CallNavi, A Challenge and Empirical Study on LLM Function Calling and Routing
Yewei Song, Xunzhu Tang, Cedric Lothritz, Saad Ezzini, Jacques Klein, Tegawendé F. Bissyandé, Andrey Boytsov, Ulrick Ble, Anne Goujon
TL;DR
CallNavi introduces a challenging benchmark for LLM-driven API function calling, featuring unfiltered API pools, multi-step routing, and nested dependencies across 10 domains. It combines automated generation with manual validation to create 729 questions over 579 APIs, and evaluates 18 models using AST-based outputs, LLM-as-a-Judge scoring, and a novel Stability Score to quantify consistency. A hybrid 2-step approach—using a general LLM for API selection and a fine-tuned model for parameter generation—along with backward inference thinking, substantially improves performance, especially on hard questions.
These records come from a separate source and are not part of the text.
// Variable names the resolver reads or derives.
pub const BUILD_TIMESTAMP: &str = "BUILD_TIMESTAMP";
pub const BUILD_TIMESTAMP_FMT: &str = "BUILD_TIMESTAMP_FMT";
pub const STABLE_BUILD_SCM_BRANCH: &str = "STABLE_BUILD_SCM_BRANCH";
pub const STABLE_KOKORO_JOB_NAME: &str = "STABLE_KOKORO_JOB_NAME";
pub const STABLE_RAPID_CANDIDATE_NAME: &str = "STABLE_RAPID_CANDIDATE_NAME";
pub const STABLE_RELEASE_CANDIDATE_NUMBER: &str = "STABLE_RELEASE_CANDIDATE_NUMBER";
pub const STABLE_RELEASE_TRAIN: &str = "STABLE_RELEASE_TRAIN";

/// Placeholder name of the serialized variable block in templates.
pub const VARS_PLACEHOLDER: &str = "vars";

/// Keys every output carries even when no status file mentions them.
pub const GENERAL_DEFAULTS: &[(&str, &str)] = &[
    ("BUILD_EMBED_LABEL", ""),
    ("BUILD_HOST", ""),
    (BUILD_TIMESTAMP, "0"),
    ("BUILD_USER", ""),
    (STABLE_BUILD_SCM_BRANCH, ""),
    ("STABLE_BUILD_SCM_REVISION", ""),
    ("STABLE_KOKORO_BUILD_ID", ""),
    ("STABLE_KOKORO_BUILD_NUMBER", "0"),
    (STABLE_KOKORO_JOB_NAME, ""),
    ("STABLE_KOKORO_JOB_TYPE", ""),
    (STABLE_RAPID_CANDIDATE_NAME, ""),
    (STABLE_RELEASE_CANDIDATE_NUMBER, "0"),
    (STABLE_RELEASE_TRAIN, "0000.0"),
];

/// Added on top of [`GENERAL_DEFAULTS`] by the legacy gamelet kernel set.
pub const LEGACY_EXTRA_DEFAULTS: &[(&str, &str)] = &[("STABLE_BUILD_SCM_STATUS", "")];
use std::path::PathBuf;
use thiserror::Error;

#[derive(Debug, Error)]
pub enum StampError {
    #[error("{path}:{line_no}: malformed status line {line:?} (expected \"KEY value\")")]
    MalformedStatusLine {
        path: PathBuf,
        line_no: usize,
        line: String,
    },
    #[error("status key {0:?} is reserved for the template variable block")]
    ReservedKey(String),
    #[error("BUILD_TIMESTAMP {0:?} is not a base-10 integer")]
    InvalidTimestamp(String),
    #[error("BUILD_TIMESTAMP {0} is outside the representable date range")]
    TimestampOutOfRange(i64),
    #[error("pattern {name} failed to compile: {source}")]
    Pattern {
        name: &'static str,
        #[source]
        source: regex::Error,
    },
    #[error("pattern {0} must contain capture group 1")]
    PatternMissingGroup(&'static str),
    #[error("unknown placeholder {{{0}}}")]
    UnknownPlaceholder(String),
    #[error("positional placeholder {{{0}}} is out of range (only key and value are available)")]
    PositionalOutOfRange(usize),
    #[error("cannot switch between automatic and manual field numbering")]
    MixedNumbering,
    #[error("unsupported format spec or conversion in placeholder {{{0}}}")]
    UnsupportedSpec(String),
    #[error("single '{0}' encountered in format string")]
    UnbalancedBrace(char),
}
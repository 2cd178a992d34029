use clap::{Parser, Subcommand};
use std::path::PathBuf;

const BUILDSTAMP_LONG_VERSION: &str = concat!(
"version: ", env!("CARGO_PKG_VERSION"), "\n",
"git sha: ", env!("BUILDSTAMP_GIT_SHA"), "\n",
"build time (UTC): ", env!("BUILDSTAMP_BUILD_TIME"), "\n",
"target: ", env!("BUILDSTAMP_TARGET"), "\n",
"profile: ", env!("BUILDSTAMP_PROFILE")
);

#[derive(Parser)]
#[command(
    name = "buildstamp",
    version = env!("CARGO_PKG_VERSION"),
    long_version = BUILDSTAMP_LONG_VERSION,
    about = "Build stamping helpers for CI: workspace status → templated files, sponge test cases"
)]
pub struct Cli {
    #[command(subcommand)]
    pub command: Commands,
}

#[derive(Subcommand)]
pub enum Commands {
    /// Generate a file from workspace status files using a template
    Gen {
        /// Output file
        #[arg(long)]
        output: PathBuf,
        /// Template file; use {vars} for the variable block and {NAME} for single variables
        #[arg(long)]
        template: PathBuf,
        /// Format for one variable line, e.g. '#define {} "{}"' (key, value)
        #[arg(long = "var_format", visible_alias = "var-format")]
        var_format: String,
        /// Pattern set (general, legacy, or one from config.toml)
        #[arg(long)]
        pattern_set: Option<String>,
        /// One or more files containing buildstamp status lines
        #[arg(value_name = "PATH", required = true)]
        status_files: Vec<PathBuf>,
    },
    /// Print the resolved buildstamp variables
    Vars {
        /// Output a JSON object instead of "KEY value" lines
        #[arg(long)]
        json: bool,
        /// Pattern set (general, legacy, or one from config.toml)
        #[arg(long)]
        pattern_set: Option<String>,
        #[arg(value_name = "PATH", required = true)]
        status_files: Vec<PathBuf>,
    },
    /// Print a sponge <testcase> XML fragment
    Sponge {
        /// Test case name
        #[arg(long)]
        name: String,
        /// Mark the test case as passed (failed otherwise)
        #[arg(long)]
        passed: bool,
        /// Test case message
        #[arg(long, default_value = "")]
        message: String,
    },
}
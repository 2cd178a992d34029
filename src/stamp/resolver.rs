use std::collections::BTreeMap;
use std::path::Path;
use tracing::debug;

use crate::stamp::defaults::{
    BUILD_TIMESTAMP, BUILD_TIMESTAMP_FMT, STABLE_BUILD_SCM_BRANCH, STABLE_KOKORO_JOB_NAME,
    STABLE_RAPID_CANDIDATE_NAME, STABLE_RELEASE_CANDIDATE_NUMBER, STABLE_RELEASE_TRAIN,
    VARS_PLACEHOLDER,
};
use crate::stamp::error::StampError;
use crate::stamp::format::{render_template, serialize_vars, VarFormat};
use crate::stamp::patterns::{first_group, PatternSet};
use crate::stamp::status::{parse_status, StatusLine};
use crate::stamp::timestamp::format_build_timestamp;

/// Final variable mapping. Iteration order is the serialization order.
pub type VarMap = BTreeMap<String, String>;

/// Turns workspace status lines into the finished variable mapping.
#[derive(Debug, Clone)]
pub struct Resolver {
    patterns: PatternSet,
}

impl Resolver {
    pub fn new(patterns: PatternSet) -> Self {
        Self { patterns }
    }

    /// Resolves `(path, content)` pairs in the given order. Every file is
    /// parsed before anything is derived, so a malformed line anywhere fails
    /// the whole run.
    pub fn resolve<'a, I>(&self, sources: I) -> Result<VarMap, StampError>
    where
        I: IntoIterator<Item = (&'a Path, &'a str)>,
    {
        let mut parsed: Vec<StatusLine<'a>> = Vec::new();
        for (path, content) in sources {
            let lines = parse_status(path, content)?;
            debug!(path = %path.display(), lines = lines.len(), "parsed status file");
            parsed.extend(lines);
        }
        let vars = apply_status(self.seed(), parsed)?;
        self.derive(vars)
    }

    pub fn seed(&self) -> VarMap {
        self.patterns.defaults.clone()
    }

    /// Release train / RC number extraction followed by timestamp formatting.
    /// Later train matches win: kokoro job, then rapid candidate, then branch.
    pub fn derive(&self, mut vars: VarMap) -> Result<VarMap, StampError> {
        let p = &self.patterns;

        if let Some(train) = non_empty(&vars, STABLE_KOKORO_JOB_NAME)
            .and_then(|job| first_group(&p.kokoro_release_train, job))
            .map(str::to_string)
        {
            debug!(%train, "release train from kokoro job name");
            vars.insert(STABLE_RELEASE_TRAIN.to_string(), train);
        }

        if let Some(candidate) = non_empty(&vars, STABLE_RAPID_CANDIDATE_NAME).map(str::to_string) {
            if let Some(rc) = first_group(&p.rapid_rc_number, &candidate) {
                debug!(rc, "release candidate number from rapid candidate");
                vars.insert(STABLE_RELEASE_CANDIDATE_NUMBER.to_string(), rc.to_string());
            }
            if let Some(train) = first_group(&p.rapid_release_train, &candidate) {
                debug!(train, "release train from rapid candidate");
                vars.insert(STABLE_RELEASE_TRAIN.to_string(), train.to_string());
            }
        }

        if let Some(train) = non_empty(&vars, STABLE_BUILD_SCM_BRANCH)
            .and_then(|branch| first_group(&p.scm_branch_release_train, branch))
            .map(str::to_string)
        {
            debug!(%train, "release train from scm branch");
            vars.insert(STABLE_RELEASE_TRAIN.to_string(), train);
        }

        let raw = vars.get(BUILD_TIMESTAMP).map(String::as_str).unwrap_or("0");
        let formatted = format_build_timestamp(raw)?;
        vars.insert(BUILD_TIMESTAMP_FMT.to_string(), formatted);

        Ok(vars)
    }
}

/// Later lines overwrite earlier ones; unknown keys are added. The template
/// block name cannot be used as a key.
pub fn apply_status<'a, I>(mut vars: VarMap, lines: I) -> Result<VarMap, StampError>
where
    I: IntoIterator<Item = StatusLine<'a>>,
{
    for line in lines {
        if line.key == VARS_PLACEHOLDER {
            return Err(StampError::ReservedKey(line.key.to_string()));
        }
        vars.insert(line.key.to_string(), line.value.to_string());
    }
    Ok(vars)
}

/// Serializes `vars` through `format` and substitutes the result into `template`.
pub fn render(template: &str, format: &VarFormat, vars: &VarMap) -> Result<String, StampError> {
    let block = serialize_vars(format, vars);
    render_template(template, &block, vars)
}

fn non_empty<'m>(vars: &'m VarMap, key: &str) -> Option<&'m str> {
    vars.get(key).map(String::as_str).filter(|v| !v.is_empty())
}
use std::path::Path;

use crate::stamp::error::StampError;

/// One `KEY value` line from a workspace status file.
#[derive(Debug, Clone, PartialEq, Eq)]
pub struct StatusLine<'a> {
    pub key: &'a str,
    pub value: &'a str,
}

/// Splits a line at its first space. The value keeps any further spaces.
pub fn split_status_line(line: &str) -> Option<StatusLine<'_>> {
    line.split_once(' ')
        .map(|(key, value)| StatusLine { key, value })
}

/// Line boundaries recognised in status files, besides `\r\n`.
const LINE_BREAKS: &[char] = &[
    '\n', '\r', '\x0b', '\x0c', '\x1c', '\x1d', '\x1e', '\u{85}', '\u{2028}', '\u{2029}',
];

/// Splits `content` into lines without their terminators. `\r\n` counts as
/// one break and a trailing break does not produce an empty last line.
pub fn split_lines(content: &str) -> Vec<&str> {
    let mut lines = Vec::new();
    let mut rest = content;
    while !rest.is_empty() {
        match rest.find(LINE_BREAKS) {
            Some(idx) => {
                lines.push(&rest[..idx]);
                let brk = if rest[idx..].starts_with("\r\n") {
                    2
                } else {
                    rest[idx..].chars().next().map_or(1, char::len_utf8)
                };
                rest = &rest[idx + brk..];
            }
            None => {
                lines.push(rest);
                break;
            }
        }
    }
    lines
}

/// Parses a whole status file. Any line without a space aborts the parse;
/// `path` is only used to label the error.
pub fn parse_status<'a>(
    path: &Path,
    content: &'a str,
) -> Result<Vec<StatusLine<'a>>, StampError> {
    split_lines(content)
        .into_iter()
        .enumerate()
        .map(|(idx, line)| {
            split_status_line(line).ok_or_else(|| StampError::MalformedStatusLine {
                path: path.to_path_buf(),
                line_no: idx + 1,
                line: line.to_string(),
            })
        })
        .collect()
}
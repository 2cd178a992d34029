#![allow(clippy::module_inception)]
pub mod config;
The study reveals that even state-of-the-art models like GPT-4o exhibit limitations in long-context reasoning, structured output generation, and hallucination, underscoring the need for hybrid architectures, retrieval augmentation, and broader coverage of real-world constraints such as authentication and versioning. Overall, CallNavi provides a robust framework for evaluating and advancing AI-assisted software engineering tasks involving complex API function calling and routing.
Abstract
API-driven chatbot systems are increasingly integral to software engineering applications, yet their effectiveness hinges on accurately generating and executing API calls. This is particularly challenging in scenarios requiring multi-step interactions with complex parameterization and nested API dependencies. Addressing these challenges, this work contributes to the evaluation and assessment of AI-based software development through three key advancements: (1) the introduction of a novel dataset specifically designed for benchmarking API function selection, parameter generation, and nested API execution; (2) an empirical evaluation of state-of-the-art language models, analyzing their performance across varying task complexities in API function generation and parameter accuracy; and (3) a hybrid approach to API routing, combining general-purpose large language models for API selection with fine-tuned models and prompt engineering for parameter generation. These innovations significantly improve API execution in chatbot systems, offering practical methodologies for enhancing software design, testing, and operational workflows in real-world software engineering contexts.